现在您已从配置的 Windows 服务器创建了磁盘映像,您可以将该映像用作实例模板的源映像。 稍后,您将配置两个代管实例组,这些实例组使用此模板创建新实例。

在本地机器上,运行以下命令以创建实例模板,在命令中使用 win-be-img 作为源映像,并使用 rdp-tagwww-tag 作为实例标记:

PS C:\> gcloud compute instance-templates create win-be-tmpl ^
    --tags rdp-tag,www-tag ^
    --image win-be-img

为每个区域创建代管实例组

接下来,在每个区域中创建托管实例组。创建每个实例组后,实例组将根据您之前定义的实例模板,在组中填入两个相同的实例。稍后,您将配置负载均衡器以将这些实例组视为后端目标。

要创建托管实例组,请执行以下操作:

  1. 在本地机器上,运行以下命令以在地区 us-central1-f 中创建新的代管实例组,并在组中填入两个相同的实例:

     PS C:> gcloud compute instance-groups managed create us-be-group ^
          --base-instance-name us ^
          --size 2 ^
          --zone us-central1-f ^
          --template win-be-tmpl

  2. 在地区 europe-west1-d 中执行相同的操作:

    PS C:\> gcloud compute instance-groups managed create eu-be-group ^
          --base-instance-name eu ^
          --size 2 ^
          --zone europe-west1-d ^
          --template win-be-tmpl

验证后端实例是否正在运行

在网络浏览器中,导航到“虚拟机实例”页面。 点击每个后端的外部 IP 以验证后端是否正在传送您先前创建的主页。

创建和配置负载平衡服务

Compute Engine 负载均衡服务包含多个组件。在本节中,您将创建这些组件并将它们连接在一起。
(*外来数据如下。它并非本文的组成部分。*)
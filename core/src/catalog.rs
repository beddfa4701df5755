//! The column universe: every column and measure the model declares.

use std::collections::BTreeMap;

use serde::{Deserialize, Serialize};
use thiserror::Error;

use crate::error_codes;
use crate::key::{normalize_key, QualifiedName};

/// Where a column's values physically live.
#[derive(Debug, Clone, PartialEq, Eq, Hash, Serialize, Deserialize)]
#[serde(tag = "kind", content = "storage_name", rename_all = "snake_case")]
pub enum StorageSource {
    /// Backed by a database column, which may be named differently from the model column.
    Imported(String),
    /// Computed in the model from a formula.
    Calculated,
    Measure,
    /// The implicit `[Value]` column of a calculated table or parameter.
    SyntheticValue,
}

impl StorageSource {
    /// Interprets the catalog's `SourceColumn` cell.
    pub fn from_source_column(raw: &str) -> Self {
        match raw.trim() {
            "" => StorageSource::Calculated,
            "[Measure]" => StorageSource::Measure,
            "[Value]" => StorageSource::SyntheticValue,
            name => StorageSource::Imported(name.to_string()),
        }
    }

    pub fn is_measure(&self) -> bool {
        matches!(self, StorageSource::Measure)
    }

    /// Exists only in the model, never in the database.
    pub fn is_model_only(&self) -> bool {
        matches!(self, StorageSource::Measure | StorageSource::Calculated)
    }

    pub fn storage_name(&self) -> Option<&str> {
        match self {
            StorageSource::Imported(name) => Some(name),
            _ => None,
        }
    }

    pub fn kind_label(&self) -> &'static str {
        match self {
            StorageSource::Imported(_) => "Column",
            StorageSource::Calculated => "Calculated Column",
            StorageSource::Measure => "Measure",
            StorageSource::SyntheticValue => "Value Column",
        }
    }
}

#[derive(Debug, Clone, PartialEq, Eq)]
pub struct TableRow {
    pub id: i64,
    pub name: String,
}

#[derive(Debug, Clone, PartialEq, Eq)]
pub struct ColumnRow {
    pub id: i64,
    pub name: String,
    pub source_column: String,
    pub table_id: i64,
}

#[derive(Debug, Clone, PartialEq, Eq, Serialize, Deserialize)]
pub struct ColumnRecord {
    pub id: i64,
    pub name: QualifiedName,
    pub storage: StorageSource,
    pub key: String,
    pub normalized_key: String,
}

impl ColumnRecord {
    pub fn table(&self) -> &str {
        &self.name.table
    }

    pub fn column(&self) -> &str {
        &self.name.name
    }
}

/// One identifier that failed to map to a name.
#[derive(Debug, Clone, PartialEq, Eq, Serialize)]
pub struct UnresolvedId {
    /// Zero-based data row in the source table.
    pub row: usize,
    pub field: &'static str,
    pub id: i64,
}

impl std::fmt::Display for UnresolvedId {
    fn fmt(&self, f: &mut std::fmt::Formatter<'_>) -> std::fmt::Result {
        write!(f, "row {} {}={}", self.row + 1, self.field, self.id)
    }
}

/// Identifier lookups that failed; every failure is collected before reporting.
#[derive(Debug, Clone, PartialEq, Eq, Error)]
#[error("[PRUNE_RESOLVE_001] {} {source_name} identifier(s) could not be resolved: {}. Suggestion: regenerate the catalog so tables, columns and relations come from the same model version.", .unresolved.len(), render_unresolved(.unresolved))]
pub struct ResolutionError {
    pub source_name: &'static str,
    pub unresolved: Vec<UnresolvedId>,
}

impl ResolutionError {
    pub fn code(&self) -> &'static str {
        error_codes::RESOLVE_UNMAPPED_IDS
    }
}

fn render_unresolved(items: &[UnresolvedId]) -> String {
    const SHOWN: usize = 25;
    let mut parts: Vec<String> = items.iter().take(SHOWN).map(|u| u.to_string()).collect();
    if items.len() > SHOWN {
        parts.push(format!("... {} more", items.len() - SHOWN));
    }
    parts.join(", ")
}

/// All columns of the model with id lookups for relationship resolution.
#[derive(Debug, Clone, Default)]
pub struct ColumnUniverse {
    pub columns: Vec<ColumnRecord>,
    table_names: BTreeMap<i64, String>,
    column_names: BTreeMap<i64, String>,
}

impl ColumnUniverse {
    pub fn build(tables: &[TableRow], columns: &[ColumnRow]) -> Result<Self, ResolutionError> {
        let table_names: BTreeMap<i64, String> = tables
            .iter()
            .map(|t| (t.id, t.name.trim().to_string()))
            .collect();

        let mut unresolved = Vec::new();
        let mut records = Vec::with_capacity(columns.len());
        let mut column_names = BTreeMap::new();

        for (row, col) in columns.iter().enumerate() {
            let Some(table) = table_names.get(&col.table_id) else {
                unresolved.push(UnresolvedId {
                    row,
                    field: "TableID",
                    id: col.table_id,
                });
                continue;
            };
            let name = QualifiedName::new(table.clone(), col.name.trim());
            let key = name.key();
            let normalized_key = normalize_key(&key);
            column_names.insert(col.id, name.name.clone());
            records.push(ColumnRecord {
                id: col.id,
                name,
                storage: StorageSource::from_source_column(&col.source_column),
                key,
                normalized_key,
            });
        }

        if !unresolved.is_empty() {
            return Err(ResolutionError {
                source_name: "column",
                unresolved,
            });
        }

        Ok(Self {
            columns: records,
            table_names,
            column_names,
        })
    }

    pub fn table_name(&self, id: i64) -> Option<&str> {
        self.table_names.get(&id).map(String::as_str)
    }

    pub fn column_name(&self, id: i64) -> Option<&str> {
        self.column_names.get(&id).map(String::as_str)
    }

    pub fn len(&self) -> usize {
        self.columns.len()
    }

    pub fn is_empty(&self) -> bool {
        self.columns.is_empty()
    }

    pub fn iter(&self) -> impl Iterator<Item = &ColumnRecord> {
        self.columns.iter()
    }
}

#[cfg(test)]
mod tests {
    use super::*;

    fn tables() -> Vec<TableRow> {
        vec![
            TableRow { id: 1, name: "Sales".into() },
            TableRow { id: 2, name: "Customers".into() },
        ]
    }

    #[test]
    fn source_column_classification() {
        assert_eq!(StorageSource::from_source_column(" "), StorageSource::Calculated);
        assert_eq!(StorageSource::from_source_column("[Measure]"), StorageSource::Measure);
        assert_eq!(StorageSource::from_source_column("[Value]"), StorageSource::SyntheticValue);
        assert_eq!(
            StorageSource::from_source_column("cust_id"),
            StorageSource::Imported("cust_id".into())
        );
        assert!(StorageSource::Measure.is_model_only());
        assert!(!StorageSource::SyntheticValue.is_model_only());
    }

    #[test]
    fn build_resolves_table_names_and_keys() {
        let columns = vec![ColumnRow {
            id: 10,
            name: " Amount ".into(),
            source_column: "amt".into(),
            table_id: 1,
        }];
        let universe = ColumnUniverse::build(&tables(), &columns).expect("universe");
        let rec = &universe.columns[0];
        assert_eq!(rec.key, "Sales$$Amount");
        assert_eq!(rec.normalized_key, "sales$$amount");
        assert_eq!(rec.storage.storage_name(), Some("amt"));
        assert_eq!(universe.column_name(10), Some("Amount"));
        assert_eq!(universe.table_name(2), Some("Customers"));
    }

    #[test]
    fn build_reports_every_unmapped_table_id() {
        let columns = vec![
            ColumnRow { id: 1, name: "A".into(), source_column: "a".into(), table_id: 7 },
            ColumnRow { id: 2, name: "B".into(), source_column: "b".into(), table_id: 1 },
            ColumnRow { id: 3, name: "C".into(), source_column: "c".into(), table_id: 9 },
        ];
        let err = ColumnUniverse::build(&tables(), &columns).expect_err("unmapped ids");
        assert_eq!(err.unresolved.len(), 2);
        let msg = err.to_string();
        assert!(msg.contains("row 1 TableID=7"), "{msg}");
        assert!(msg.contains("row 3 TableID=9"), "{msg}");
        assert_eq!(err.code(), "PRUNE_RESOLVE_001");
    }
}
  1. 在本地机器上,运行以下命令以创建新的健康检查。您的负载均衡器将使用此健康检查来检查后端实例的健康状况:

    PS C:\> gcloud compute http-health-checks create basic-check
  2. 创建后端服务

    PS C:\> gcloud compute backend-services create be-srv ^
          --protocol HTTP --http-health-check basic-check --global-health-checks
  3. 将实例组添加为后端服务的后端目标:

    PS C:\> gcloud beta compute backend-services add-backend be-srv ^
          --instance-group us-be-group --zone us-central1-f
    PS C:\> gcloud beta compute backend-services add-backend be-srv ^
          --instance-group eu-be-group --zone europe-west1-d
  4. 创建一个默认网址映射,用于将所有传入请求引导到所有实例上。

    PS C:\> gcloud compute url-maps create lb-map --default-service be-srv
  5. 创建 SSL 证书资源。您的负载均衡器将使用此资源来加密和解密流量。

    如果您已拥有证书授权机构颁发的私钥和 SSL 证书,您可以通过运行以下命令使用它们来创建新的 SSLCertificate 资源。如果没有这些私钥和 SSL 证书,您可以创建并使用自签名证书进行测试。如需了解详情,请参阅创建私钥和证书

    运行以下命令以创建 SSL 证书资源。将 <crt_file_path> 替换为您的证书的本地路径,将 <key_file_path> 替换为您的私钥的路径。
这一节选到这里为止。